How do you choose your signature array of colours?
This is the fun part. With the Shapes of Cities, once I have the shapes, something just tells me what colour it should be. I like strong, bright colour justbecause it’s so impactful - I love the bright magentas, the bright blues. I’m just drawn to these ones, but I’m sure some people think it’s childish or garish. It’s not considered sophisticated but for me, if something is available why not use it? With some artists or illustrators, you could immediately recognise that it’s them because of their palette, but I never restricted myself.
It also depends on how the work is being produced. Neons and fluoros can’t be printed digitally, so it’s a matter of screen-printing or press-printing. With work that goes on screens, like the London Live idents, you could use brighter, more vibrant colours, because the screen has a different spectrum [RGB, compared with CMYK for print].

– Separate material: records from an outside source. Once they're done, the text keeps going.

use time::macros::date;
use time::{Date, Duration};

use crate::domain::{Candle, CandleSeries, OrderBook, OrderBookLevel, PeerComparison, PeerStock, StockInfo};
use crate::seed::{draw, next_value, symbol_seed, Seed};

use super::{company_name, trillions};

/// Points in every candle series.
pub const CANDLE_COUNT: usize = 30;

/// Levels on each side of a synthesized order book.
pub const DEPTH_LEVELS: usize = 8;

/// Tickers peers are drawn from, in preference order.
pub const PEER_UNIVERSE: [&str; 6] = ["MSFT", "GOOGL", "AMZN", "NVDA", "META", "TSLA"];

const PEER_COUNT: usize = 3;
const TICK: f64 = 0.1;
const HALF_SPREAD: f64 = 0.05;
const ASK_SIZE_OFFSET: Seed = 100;
const SERIES_START: Date = date!(2024 - 01 - 01);

pub fn stock_info(symbol: &str) -> StockInfo {
    let display = symbol.to_uppercase();
    let seed = symbol_seed(symbol);
    let direction = if seed % 2 == 0 { 1.0 } else { -1.0 };
    let level = (seed % 500) as f64;

    StockInfo {
        name: company_name(&display),
        symbol: display,
        // Stays inside [low_52w, high_52w]: 50 + level + [0, 10).
        price: 50.0 + level + next_value(seed) * 10.0,
        change: draw(seed, 1) * 10.0 * direction,
        change_percent: draw(seed, 2) * 5.0 * direction,
        market_cap: trillions(1.0 + (seed % 100) as f64 / 10.0),
        volume: format!("{:.1}M", (10 + seed % 50) as f64),
        pe_ratio: (10 + seed % 50) as f64,
        high_52w: 150.0 + level,
        low_52w: 50.0 + level,
    }
}

pub fn candles(symbol: &str) -> CandleSeries {
    let base = symbol_seed(symbol);
    let candles = (0..CANDLE_COUNT)
        .map(|index| candle_at(base, index))
        .collect();

    CandleSeries {
        symbol: symbol.to_uppercase(),
        candles,
    }
}

fn candle_at(base: Seed, index: usize) -> Candle {
    let seed = base.wrapping_add(index as Seed);
    let anchor = 100.0 + (base % 100) as f64 + (index as f64 * 0.2).sin() * 20.0;

    let open = anchor + (draw(seed, 1) - 0.5) * 5.0;
    let close = open + (draw(seed, 2) - 0.5) * 8.0;
    let high = open.max(close) + draw(seed, 3) * 2.0;
    let low = open.min(close) - draw(seed, 4) * 2.0;
    let volume = (draw(seed, 5) * 1_000_000.0).floor() as u64 + 500_000;

    let day = SERIES_START + Duration::days(index as i64);
    let month = day.month().to_string();

    Candle {
        date: day.to_string(),
        label: format!("{} {}", &month[..3], day.day()),
        open,
        high,
        low,
        close,
        volume,
    }
}

pub fn order_book(symbol: &str) -> OrderBook {
    let seed = symbol_seed(symbol);
    let price = (150 + seed % 100) as f64;

    OrderBook {
        symbol: symbol.to_uppercase(),
        price,
        asks: depth_side(seed, price, true),
        bids: depth_side(seed, price, false),
    }
}

/// Levels ordered from the touch outwards.
fn depth_side(seed: Seed, reference: f64, is_ask: bool) -> Vec<OrderBookLevel> {
    let size_offset = if is_ask { ASK_SIZE_OFFSET } else { 0 };
    let quotes = (0..DEPTH_LEVELS)
        .map(|index| {
            let distance = index as f64 * TICK + HALF_SPREAD;
            let price = if is_ask {
                reference + distance
            } else {
                reference - distance
            };
            let size = (100.0 + draw(seed, index as Seed + size_offset) * 500.0).floor() as u64;
            (price, size)
        })
        .collect::<Vec<_>>();

    let side_total: u64 = quotes.iter().map(|(_, size)| size).sum();
    let mut running = 0_u64;

    quotes
        .into_iter()
        .map(|(price, size)| {
            running += size;
            OrderBookLevel {
                price,
                size,
                total: running,
                percent: running as f64 / side_total as f64 * 100.0,
            }
        })
        .collect()
}

pub fn peers(symbol: &str) -> PeerComparison {
    let display = symbol.to_uppercase();
    let base = symbol_seed(symbol);

    let peers = PEER_UNIVERSE
        .iter()
        .filter(|ticker| **ticker != display)
        .take(PEER_COUNT)
        .map(|ticker| {
            let lead = ticker.chars().next().map_or(0, |ch| ch as Seed);
            let seed = base.wrapping_add(lead);
            PeerStock {
                symbol: (*ticker).to_owned(),
                name: company_name(ticker),
                price: (100 + seed % 400) as f64,
                change_percent: (seed as f64).sin() * 3.0,
                market_cap: trillions(1.0 + (seed % 20) as f64 / 10.0),
            }
        })
        .collect();

    PeerComparison {
        symbol: display,
        peers,
    }
}

#[cfg(test)]
mod tests {
    use super::*;

    #[test]
    fn quote_price_sits_inside_52_week_band() {
        for symbol in ["AAPL", "TSLA", "x", "", "BRK.B", "ZZZZZZZZZZZZZZZ"] {
            let info = stock_info(symbol);
            assert!(info.low_52w <= info.price && info.price <= info.high_52w, "{symbol}");
            assert!(info.change * info.change_percent >= 0.0, "{symbol}");
        }
    }

    #[test]
    fn quote_uppercases_display_symbol() {
        let info = stock_info("aapl");
        assert_eq!(info.symbol, "AAPL");
        assert_eq!(info.name, "Apple Inc.");
        assert_eq!(info, stock_info("AAPL"));
    }

    #[test]
    fn series_has_thirty_ascending_dates() {
        let series = candles("TSLA");
        assert_eq!(series.candles.len(), CANDLE_COUNT);
        assert_eq!(series.candles[0].date, "2024-01-01");
        assert_eq!(series.candles[0].label, "Jan 1");
        assert_eq!(series.candles[29].date, "2024-01-30");
        assert!(series
            .candles
            .windows(2)
            .all(|pair| pair[0].date < pair[1].date));
    }

    #[test]
    fn candles_respect_ohlc_bounds() {
        let series = candles("NVDA");
        for candle in &series.candles {
            assert!(candle.low <= candle.open.min(candle.close));
            assert!(candle.high >= candle.open.max(candle.close));
            assert!(candle.volume >= 500_000);
        }
    }

    #[test]
    fn order_book_sides_start_at_touch() {
        let book = order_book("AAPL");
        assert_eq!(book.asks.len(), DEPTH_LEVELS);
        assert_eq!(book.bids.len(), DEPTH_LEVELS);
        assert!(book.asks.windows(2).all(|w| w[0].price < w[1].price));
        assert!(book.bids.windows(2).all(|w| w[0].price > w[1].price));
        assert!(book.asks[0].price > book.price && book.bids[0].price < book.price);
        assert_eq!(book.asks[DEPTH_LEVELS - 1].percent, 100.0);
        assert_eq!(book.bids[DEPTH_LEVELS - 1].percent, 100.0);
    }

    #[test]
    fn peers_skip_queried_symbol() {
        let comparison = peers("msft");
        let symbols = comparison
            .peers
            .iter()
            .map(|peer| peer.symbol.as_str())
            .collect::<Vec<_>>();
        assert_eq!(symbols, vec!["GOOGL", "AMZN", "NVDA"]);
    }

    #[test]
    fn peers_for_outsider_take_first_three() {
        let comparison = peers("IBM");
        assert_eq!(comparison.peers.len(), 3);
        assert_eq!(comparison.peers[0].symbol, "MSFT");
        assert_eq!(comparison.peers[0].name, "Microsoft Corp");
    }
}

Are your drawings digital all the way? Do you ever use pen and paper?
As a kid, I was always drawing. I used to fill areas with markers - so when I found out you can fill an area with a click it was mind-blowing for me! I remember working on an early version of CorelDraw when I was teenager. I still see my work as drawing, only why not do it on a computer? You can be much more accurate, you can be cleaner, you can make variations much more quickly. I use drawing at the concept stage, but I am hooked on digital drawing.
What have been your greatest influences?
My father was an architect, so that’s always been an influence - even though I wasn’t really interested at the time. He is a great art lover, but I used to resent being dragged to galleries! Not any more of course. Tate Modern’s Lichtenstein exhibition last year blew me away. I follow a lot of graphic arts on Tumblr too.
Winning the London Live commission saw your work on TV and across the Evening Standard - was that a big break for you?
Other people say that, but for me the big deal was the exhibition at Kemistry Gallery. They exhibit all my favourite graphic artists or street artists from around the world so I was very chuffed. Intersection was one of my favourite works - I covered the wall with it to make it even more abstract. The visitor who’s entered the gallery can first see those geometric shapes and then areas of colours, and then they kind of realise that it’s an aerial view of a skyscraper.
So what’s next, Yoni?
I’m exhibiting a range at an outdoor exhibition at BOXPARK in Shoreditch - this range is going to be big canvases; and only from a distance can you see what each one is.
One work is going to be an LED matrix, where each light can be assigned changing colours, so it can rotate between images.
Yoni Alter’s London range is available in the Tate Shop.His exhibition at BOXPARK opens on 3 July 2014.